I would also say that the way I was able to overcome the many, many obstacles that I encountered was by knowing the stories of the women before me. When I read about Elizabeth Blackwell, who was the first woman to be allowed into medical school in America, I thought, If she can do it, I can do it. We have a whole lot of information to help us, but the problem is that the institutions are not doing their job by not passing it on.
Speaking of Jeff Koons, I see that you’re getting a lot of questions about corporate feminism, and partnering with a fashion brand like MaxMara on T-shirts. I don’t think anyone asked him about selling out when he partnered with Louis Vuitton.
Finally, I came up with an answer. I said: “Well, I’d rather market feminism than the patriarchy.” I mean, really, you think about how patriarchal values are marketed through television, advertising, football games — it’s a constant bombardment of advertising masculinity. It’s the landscape, to the point that no one really notices it. But it also shows how hard it is to introduce new ideas into the patriarchal landscape. And when you try, it becomes suspect.

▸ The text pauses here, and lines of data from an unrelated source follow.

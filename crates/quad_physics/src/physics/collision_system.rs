//! Broad-phase orchestration
//!
//! Collision detection is split into two phases: the broad phase produces
//! candidate pairs cheaply, the narrow phase ([`resolve_collision`]) tests
//! and resolves each candidate. Two broad phases are available:
//!
//! - [`BroadPhaseMode::Exhaustive`] visits every unordered pair once. O(n²),
//!   used as the correctness baseline.
//! - [`BroadPhaseMode::Indexed`] rebuilds a [`Quadtree`] from the registry and
//!   queries a square of half-extent `2 * radius` around every body. The tree
//!   shape is fixed for the pass, but hits are tested against current
//!   positions, so bodies moved by earlier corrections are still found.
//!
//! The indexed phase can visit a pair from both sides. The first visit fully
//! separates the pair and leaves it non-approaching, so the second visit is a
//! no-op up to rounding.

use crate::foundation::time::Stopwatch;
use crate::physics::collision::resolve_collision;
use crate::physics::{BodyHandle, BodyRegistry};
use crate::spatial::{Quadtree, QuadtreeConfig, Region, SpatialError};
use serde::{Deserialize, Serialize};
use std::collections::HashSet;
use std::fmt;
use std::time::Duration;

/// Broad-phase strategy used for a collision pass
#[derive(Debug, Clone, Copy, Default, PartialEq, Eq, Hash, Serialize, Deserialize)]
#[serde(rename_all = "snake_case")]
pub enum BroadPhaseMode {
    /// All unordered pairs
    #[default]
    Exhaustive,
    /// Quad-tree filtered neighbourhoods
    Indexed,
}

impl BroadPhaseMode {
    /// The other strategy
    pub const fn toggled(self) -> Self {
        match self {
            Self::Exhaustive => Self::Indexed,
            Self::Indexed => Self::Exhaustive,
        }
    }

    /// Human-readable name
    pub const fn name(self) -> &'static str {
        match self {
            Self::Exhaustive => "Brute Force",
            Self::Indexed => "Quadtree",
        }
    }
}

impl fmt::Display for BroadPhaseMode {
    fn fmt(&self, f: &mut fmt::Formatter<'_>) -> fmt::Result {
        f.write_str(self.name())
    }
}

/// Unordered pair of bodies that produced a contact
#[derive(Debug, Clone, Copy, PartialEq, Eq, Hash, PartialOrd, Ord)]
pub struct CollisionPair {
    /// Body with the smaller handle
    pub body_a: BodyHandle,
    /// Body with the larger handle
    pub body_b: BodyHandle,
}

impl CollisionPair {
    /// Create a new collision pair (always stores the smaller handle first)
    pub fn new(body_a: BodyHandle, body_b: BodyHandle) -> Self {
        if body_a < body_b {
            Self { body_a, body_b }
        } else {
            Self { body_a: body_b, body_b: body_a }
        }
    }
}

/// Outcome of one collision pass
#[derive(Debug, Clone, Default)]
pub struct PassReport {
    /// Strategy that produced this report
    pub mode: BroadPhaseMode,
    /// Number of narrow-phase invocations
    pub candidate_pairs: usize,
    /// Number of narrow-phase invocations that found an overlap
    pub contact_events: usize,
    /// Distinct pairs that overlapped
    pub contacts: HashSet<CollisionPair>,
    /// Bodies the spatial index rejected this pass
    pub dropped: Vec<BodyHandle>,
    /// Nodes in the spatial index (0 for the exhaustive strategy)
    pub index_nodes: usize,
    /// Wall time spent in the pass
    pub elapsed: Duration,
}

/// Collision system driving broad phase and narrow phase over a registry
///
/// Holds configuration only. The spatial index is rebuilt for every indexed
/// pass and dropped when the pass ends.
#[derive(Debug, Clone)]
pub struct CollisionSystem {
    empty_index: Quadtree,
    restitution: f32,

    /// Enable debug logging of every contact
    pub debug_enabled: bool,
}

impl CollisionSystem {
    /// Create a collision system for a world covered by `world_bounds`
    pub fn new(world_bounds: Region, quadtree_config: QuadtreeConfig, restitution: f32) -> Result<Self, SpatialError> {
        Ok(Self {
            empty_index: Quadtree::new(world_bounds, quadtree_config)?,
            restitution,
            debug_enabled: false,
        })
    }

    /// Bounds covered by the spatial index
    pub const fn world_bounds(&self) -> &Region {
        self.empty_index.bounds()
    }

    /// Restitution used for impulse response
    pub const fn restitution(&self) -> f32 {
        self.restitution
    }

    /// Run one collision pass with the given strategy
    pub fn run_pass(&self, registry: &mut BodyRegistry, mode: BroadPhaseMode) -> PassReport {
        let stopwatch = Stopwatch::start_new();
        let mut report = match mode {
            BroadPhaseMode::Exhaustive => self.exhaustive_pass(registry),
            BroadPhaseMode::Indexed => self.indexed_pass(registry),
        };
        report.elapsed = stopwatch.elapsed();

        log::trace!(
            "{} pass: {} bodies, {} candidates, {} contacts, {} dropped, {:?}",
            mode,
            registry.len(),
            report.candidate_pairs,
            report.contacts.len(),
            report.dropped.len(),
            report.elapsed
        );
        report
    }

    /// Build a spatial index from the current body positions
    ///
    /// Returns the index and the bodies that fell outside its bounds.
    pub fn build_index(&self, registry: &BodyRegistry) -> (Quadtree, Vec<BodyHandle>) {
        let mut index = self.empty_index.clone();
        let mut dropped = Vec::new();

        for (handle, body) in registry.iter_with_handles() {
            if !index.insert(handle, body.position) {
                log::debug!("Body {} at {:?} is outside the index bounds, skipped this pass", handle.index(), body.position);
                dropped.push(handle);
            }
        }

        (index, dropped)
    }

    /// Resolve every unordered pair exactly once
    fn exhaustive_pass(&self, registry: &mut BodyRegistry) -> PassReport {
        let mut report = PassReport {
            mode: BroadPhaseMode::Exhaustive,
            ..PassReport::default()
        };

        let count = registry.len();
        for i in 0..count {
            for j in (i + 1)..count {
                self.resolve_pair(registry, BodyHandle::new(i), BodyHandle::new(j), &mut report);
            }
        }

        report
    }

    /// Resolve each body against the neighbours the quad-tree reports
    fn indexed_pass(&self, registry: &mut BodyRegistry) -> PassReport {
        let (index, dropped) = self.build_index(registry);
        let skipped: HashSet<BodyHandle> = dropped.iter().copied().collect();

        let mut report = PassReport {
            mode: BroadPhaseMode::Indexed,
            index_nodes: index.node_count(),
            dropped,
            ..PassReport::default()
        };

        let mut neighbours = Vec::new();
        for slot in 0..registry.len() {
            let handle = BodyHandle::new(slot);
            if skipped.contains(&handle) {
                continue;
            }
            let Some(body) = registry.get(handle) else {
                continue;
            };

            let range = Region::square(body.position, body.radius() * 2.0);
            neighbours.clear();
            index.query_with(
                &range,
                |entry| registry.get(entry.handle).map_or(entry.position, |live| live.position),
                &mut neighbours,
            );

            for &other in &neighbours {
                if other != handle {
                    self.resolve_pair(registry, handle, other, &mut report);
                }
            }
        }

        report
    }

    fn resolve_pair(&self, registry: &mut BodyRegistry, a: BodyHandle, b: BodyHandle, report: &mut PassReport) {
        let Some((body_a, body_b)) = registry.pair_mut(a, b) else {
            return;
        };

        report.candidate_pairs += 1;
        if let Some(contact) = resolve_collision(body_a, body_b, self.restitution) {
            report.contact_events += 1;
            report.contacts.insert(CollisionPair::new(a, b));

            if self.debug_enabled {
                log::debug!(
                    "Contact {} <-> {}: penetration {:.3}, impulse {:.3}",
                    a.index(),
                    b.index(),
                    contact.penetration,
                    contact.impulse
                );
            }
        }
    }
}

I agree that we have to be careful about articulating that it’s change we’re after, not profit. Change. Do I like it that people are marketing Dinner Party plates with historical information on the back about the woman represented? Yes, I like that. These are the ways change happens: By introducing alternative ideas and images into the culture at a really large level.
You’ve got new “Bigamy Hood” T-shirts, plates, and beach towels.
Aren’t they great? The thing that’s really funny is that the beach towel is so phallic, you cannot believe it. When I first saw it, I was like … Oh! Now every woman can have her own dick. And a man can have two.